Reproduce, exactly, the lines of the material below from the line containing "merge_json(element, &self.0)" through the line containing "pub fn merge_json<T>(value: &T, patch: &Map<String, Value>)", with both end lines included and nothing else.
= = =
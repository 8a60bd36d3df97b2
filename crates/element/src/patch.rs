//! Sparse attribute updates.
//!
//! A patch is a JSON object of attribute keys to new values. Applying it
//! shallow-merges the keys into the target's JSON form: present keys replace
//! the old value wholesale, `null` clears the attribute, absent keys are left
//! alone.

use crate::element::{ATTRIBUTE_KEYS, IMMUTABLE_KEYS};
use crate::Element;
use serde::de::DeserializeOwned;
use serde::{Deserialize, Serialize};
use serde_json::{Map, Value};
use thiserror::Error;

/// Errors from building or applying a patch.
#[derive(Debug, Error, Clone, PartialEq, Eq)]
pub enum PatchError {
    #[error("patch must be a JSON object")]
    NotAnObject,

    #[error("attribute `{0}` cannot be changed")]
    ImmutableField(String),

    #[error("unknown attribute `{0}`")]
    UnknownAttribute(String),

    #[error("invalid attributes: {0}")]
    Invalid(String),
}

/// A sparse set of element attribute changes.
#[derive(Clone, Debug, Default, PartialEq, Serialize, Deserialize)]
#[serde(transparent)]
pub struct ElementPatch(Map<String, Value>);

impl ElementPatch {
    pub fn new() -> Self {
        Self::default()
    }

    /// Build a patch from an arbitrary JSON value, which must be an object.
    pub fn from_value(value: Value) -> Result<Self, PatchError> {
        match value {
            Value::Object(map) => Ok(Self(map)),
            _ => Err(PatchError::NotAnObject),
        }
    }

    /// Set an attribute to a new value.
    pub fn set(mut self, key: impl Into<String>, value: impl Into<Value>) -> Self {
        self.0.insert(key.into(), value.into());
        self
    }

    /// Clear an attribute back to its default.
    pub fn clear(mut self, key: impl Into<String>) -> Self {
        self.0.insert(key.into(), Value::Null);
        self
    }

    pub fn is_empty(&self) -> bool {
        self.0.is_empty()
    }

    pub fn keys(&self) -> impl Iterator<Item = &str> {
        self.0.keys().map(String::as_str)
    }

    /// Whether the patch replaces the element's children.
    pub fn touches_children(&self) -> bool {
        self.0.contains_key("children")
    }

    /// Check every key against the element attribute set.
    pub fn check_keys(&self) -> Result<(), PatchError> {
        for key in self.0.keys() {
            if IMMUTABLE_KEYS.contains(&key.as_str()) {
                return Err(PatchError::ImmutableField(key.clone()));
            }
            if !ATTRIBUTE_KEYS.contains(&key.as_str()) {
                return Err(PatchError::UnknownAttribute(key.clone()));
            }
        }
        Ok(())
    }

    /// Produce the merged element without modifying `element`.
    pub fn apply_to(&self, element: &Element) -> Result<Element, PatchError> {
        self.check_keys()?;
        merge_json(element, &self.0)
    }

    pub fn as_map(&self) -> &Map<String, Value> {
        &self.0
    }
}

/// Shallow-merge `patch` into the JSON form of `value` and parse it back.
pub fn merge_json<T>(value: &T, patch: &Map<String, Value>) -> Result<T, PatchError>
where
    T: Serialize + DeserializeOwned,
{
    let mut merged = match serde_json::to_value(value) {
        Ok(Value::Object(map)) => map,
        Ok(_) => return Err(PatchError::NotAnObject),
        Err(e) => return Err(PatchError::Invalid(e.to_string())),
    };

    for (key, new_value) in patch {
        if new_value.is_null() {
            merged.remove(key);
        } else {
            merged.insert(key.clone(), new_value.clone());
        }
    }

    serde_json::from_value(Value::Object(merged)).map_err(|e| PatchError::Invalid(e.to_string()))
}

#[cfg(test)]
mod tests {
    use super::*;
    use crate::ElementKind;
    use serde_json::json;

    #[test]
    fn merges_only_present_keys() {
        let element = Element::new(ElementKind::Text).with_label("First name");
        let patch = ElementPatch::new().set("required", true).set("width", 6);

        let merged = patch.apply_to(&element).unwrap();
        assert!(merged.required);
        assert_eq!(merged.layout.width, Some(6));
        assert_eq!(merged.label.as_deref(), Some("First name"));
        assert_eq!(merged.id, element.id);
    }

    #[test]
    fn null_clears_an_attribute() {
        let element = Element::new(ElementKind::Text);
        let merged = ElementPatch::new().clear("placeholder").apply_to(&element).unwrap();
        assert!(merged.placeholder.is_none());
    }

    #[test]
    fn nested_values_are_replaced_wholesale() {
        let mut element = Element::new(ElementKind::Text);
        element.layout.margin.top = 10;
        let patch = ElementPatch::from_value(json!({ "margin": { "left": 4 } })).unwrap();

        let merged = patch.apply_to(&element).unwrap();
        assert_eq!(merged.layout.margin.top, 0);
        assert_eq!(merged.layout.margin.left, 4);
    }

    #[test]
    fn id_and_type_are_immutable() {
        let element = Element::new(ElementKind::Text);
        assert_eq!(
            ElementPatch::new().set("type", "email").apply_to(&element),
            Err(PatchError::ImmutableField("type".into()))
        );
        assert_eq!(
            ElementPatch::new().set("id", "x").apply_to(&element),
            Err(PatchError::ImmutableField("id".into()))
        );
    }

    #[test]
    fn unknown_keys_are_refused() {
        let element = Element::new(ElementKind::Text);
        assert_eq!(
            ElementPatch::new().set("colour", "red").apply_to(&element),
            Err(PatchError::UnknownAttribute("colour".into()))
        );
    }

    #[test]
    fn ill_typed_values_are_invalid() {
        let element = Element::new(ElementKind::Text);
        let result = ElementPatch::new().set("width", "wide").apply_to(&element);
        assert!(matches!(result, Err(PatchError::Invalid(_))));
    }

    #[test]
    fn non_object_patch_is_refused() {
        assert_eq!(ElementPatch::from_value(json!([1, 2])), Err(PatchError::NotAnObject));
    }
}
= = =
(SOLUTION)
        merge_json(element, &self.0)
    }

    pub fn as_map(&self) -> &Map<String, Value> {
        &self.0
    }
}

/// Shallow-merge `patch` into the JSON form of `value` and parse it back.
pub fn merge_json<T>(value: &T, patch: &Map<String, Value>) -> Result<T, PatchError>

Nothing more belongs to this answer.